Mehdorn und das Fliegen - für diejenigen Beobachter, die nur an die vergangenen Jahre denken, klingt das nach einer eigenartigen Konstellation. War er als Bahnchef nicht so etwas wie ein natürlicher Gegenspieler von Air Berlin? Buhlten die beiden Unternehmen nicht letztlich um dieselben Kunden?

Das stimmt, doch tatsächlich ist es für Mehdorn eine Rückkehr zu seinen Anfängen, manche werten es gar als die Erfüllung eines Traumes. "Ich wollte Pilot werden, ich war früh vom Fliegen fasziniert", sagte Mehdorn einmal. Als Kind sei er in seiner Heimatstadt Berlin oft zum Flughafen Tegel geradelt, um Starts und Landungen zu beobachten.

Und nach dem Abschluss seines Studiums begann Mehdorn nicht direkt als Bahnchef, sondern als Planungsingenieur bei den Vereinigten Flugtechnischen Werken in Bremen. Dort arbeitete er sich hoch, war später unter anderem Produktionsvorstand bei Airbus in Toulouse, Vorsitzender der Geschäftsführung der Deutschen Airbus GmbH und Vorstandsmitglied der Deutschen Aerospace AG (Dasa) - einer Vorläufergesellschaft des heutigen EADS-Luftfahrtkonzerns.

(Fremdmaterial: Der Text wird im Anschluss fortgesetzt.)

// SPDX-FileCopyrightText: 2025-2026 Zexin Yuan <aim@yzx9.xyz>
//
// SPDX-License-Identifier: Apache-2.0

use std::{borrow::Cow, fmt};

use colored::Color;
use timeslot_core::{SlotLayout, SlotLayoutResult};

use crate::table::{PaddingDirection, Table, TableColumn};
use crate::util::{OutputFormat, format_time_range};

/// Items of a layout are labeled by their summary.
pub type LayoutRow = SlotLayoutResult<String>;

const GROUP_COLORS: [Color; 6] = [
    Color::Cyan,
    Color::Magenta,
    Color::Yellow,
    Color::Blue,
    Color::Green,
    Color::Red,
];

#[derive(Debug)]
pub struct LayoutFormatter {
    columns: Vec<LayoutColumn>,
    format: OutputFormat,
}

impl LayoutFormatter {
    pub fn new() -> Self {
        Self {
            columns: vec![
                LayoutColumn::Index,
                LayoutColumn::Group,
                LayoutColumn::Column,
                LayoutColumn::TimeRange,
                LayoutColumn::Summary,
            ],
            format: OutputFormat::Table,
        }
    }

    pub fn with_output_format(mut self, format: OutputFormat) -> Self {
        self.format = format;
        self
    }

    pub fn format<'a>(&'a self, layout: &'a SlotLayout<String>) -> Display<'a> {
        Display {
            layout,
            formatter: self,
        }
    }
}

impl Default for LayoutFormatter {
    fn default() -> Self {
        Self::new()
    }
}

#[derive(Debug)]
pub struct Display<'a> {
    layout: &'a SlotLayout<String>,
    formatter: &'a LayoutFormatter,
}

impl fmt::Display for Display<'_> {
    fn fmt(&self, f: &mut fmt::Formatter<'_>) -> fmt::Result {
        match self.formatter.format {
            OutputFormat::Json => {
                let json = serde_json::to_string_pretty(self.layout.results())
                    .map_err(|_| fmt::Error)?;
                writeln!(f, "{json}")
            }
            OutputFormat::Table => {
                write!(
                    f,
                    "{}",
                    Table::new(&self.formatter.columns, self.layout.results())
                )?;
                writeln!(
                    f,
                    "{} items, {} groups, at most {} columns",
                    self.layout.len(),
                    self.layout.group_count(),
                    self.layout.max_column_count(),
                )
            }
        }
    }
}

#[derive(Debug, Clone, Copy)]
pub enum LayoutColumn {
    Index,
    Group,
    Column,
    TimeRange,
    Summary,
}

impl TableColumn<LayoutRow> for LayoutColumn {
    fn name(&self) -> Cow<'_, str> {
        match self {
            LayoutColumn::Index => "#",
            LayoutColumn::Group => "Group",
            LayoutColumn::Column => "Column",
            LayoutColumn::TimeRange => "Time Range",
            LayoutColumn::Summary => "Summary",
        }
        .into()
    }

    fn format<'a>(&self, row: &'a LayoutRow) -> Cow<'a, str> {
        match self {
            LayoutColumn::Index => row.index.to_string().into(),
            LayoutColumn::Group => row.group.to_string().into(),
            LayoutColumn::Column => format!("{}/{}", row.column_index + 1, row.column_count).into(),
            LayoutColumn::TimeRange => format_time_range(row.item.start, row.item.end).into(),
            LayoutColumn::Summary => row.item.payload.as_str().into(),
        }
    }

    fn padding_direction(&self) -> PaddingDirection {
        match self {
            LayoutColumn::Index | LayoutColumn::Group | LayoutColumn::Column => {
                PaddingDirection::Right
            }
            _ => PaddingDirection::Left,
        }
    }

    fn color(&self, row: &LayoutRow) -> Option<Color> {
        match self {
            LayoutColumn::Group => Some(GROUP_COLORS[row.group % GROUP_COLORS.len()]),
            _ => None,
        }
    }
}
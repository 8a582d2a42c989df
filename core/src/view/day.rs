// SPDX-FileCopyrightText: 2025-2026 Zexin Yuan <aim@yzx9.xyz>
//
// SPDX-License-Identifier: Apache-2.0

use chrono::{NaiveDate, TimeDelta};

use crate::datetime::days_in;
use crate::view::{clamp_subdivisions, hour_slots};
use crate::{Culture, Slot};

/// A single day, each hour split into `subdivisions` slots labeled `HH:MM`.
#[derive(Debug, Clone, Copy, PartialEq, Eq)]
pub struct DayView {
    subdivisions: u32,
}

impl DayView {
    pub fn new(subdivisions: u32) -> Self {
        Self {
            subdivisions: clamp_subdivisions(subdivisions),
        }
    }

    pub fn subdivisions(&self) -> u32 {
        self.subdivisions
    }

    pub fn start_date(&self, reference: NaiveDate, _culture: &Culture) -> NaiveDate {
        reference
    }

    pub fn end_date(&self, reference: NaiveDate, culture: &Culture) -> NaiveDate {
        self.start_date(reference, culture) + TimeDelta::days(1)
    }

    pub fn slots(&self, _culture: &Culture, start: NaiveDate, end: NaiveDate) -> Vec<Slot> {
        days_in(start, end)
            .flat_map(|day| hour_slots(day, self.subdivisions))
            .map(|s| Slot::new(s.start.format("%H:%M").to_string(), s.start, s.end))
            .collect()
    }
}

Erst 1995 endete die Zeit des bekennenden Frankophilen in der Luft- und Raumfahrtindustrie fürs Erste. Über Stationen bei der Heidelberger Druckmaschinen AG und RWE kam er 1999 zur Bahn, wo er zehn Jahre blieb.

In dieser Zeit wurde er einer der bekanntesten deutschen Manager - aber auch einer der umstrittensten. Die Zahlen des Konzerns trieb er zwar nach oben, wegen seines Sparkurses und seines Stils geriet er häufig in die Kritik - was ihm ganz gut in den Kram passte. Nicht umsonst trägt seine in Interviewform abgedruckte Biographie den Titel Diplomat wollte ich nie werden. Die breite Öffentlichkeit hat ihn vor allem noch von den Tarifstreitigkeiten mit der Gewerkschaft Deutscher Lokomotivführer (GDL) in Erinnerung: Damals lieferten sich Mehdorn und sein GDL-Gegenspieler Manfred Schnell einen monatelangen Machtkampf. Im März 2009 trat Mehdorn wegen der Vorwürfe im Zuge der Datenaffäre zurück.

Aber des Öfteren in diesen zehn Jahren hatte er die Fluggesellschaften als Vorbild für die Bahn angesehen. Zum Beispiel entwickelte er einen Plan, dort ein Preissystem analog zur Luftfahrt zu schaffen - doch damit scheiterte er.

Schon kurze Zeit nach seinem Ausstieg hatte Mehdorn übrigens ein neues Amt inne: einen Verwaltungsratsposten bei Air Berlin. Der Weg zu seinem neuen Übergangsjob war also nicht mehr weit.

Mit Agenturmaterial von dapd und Reuters.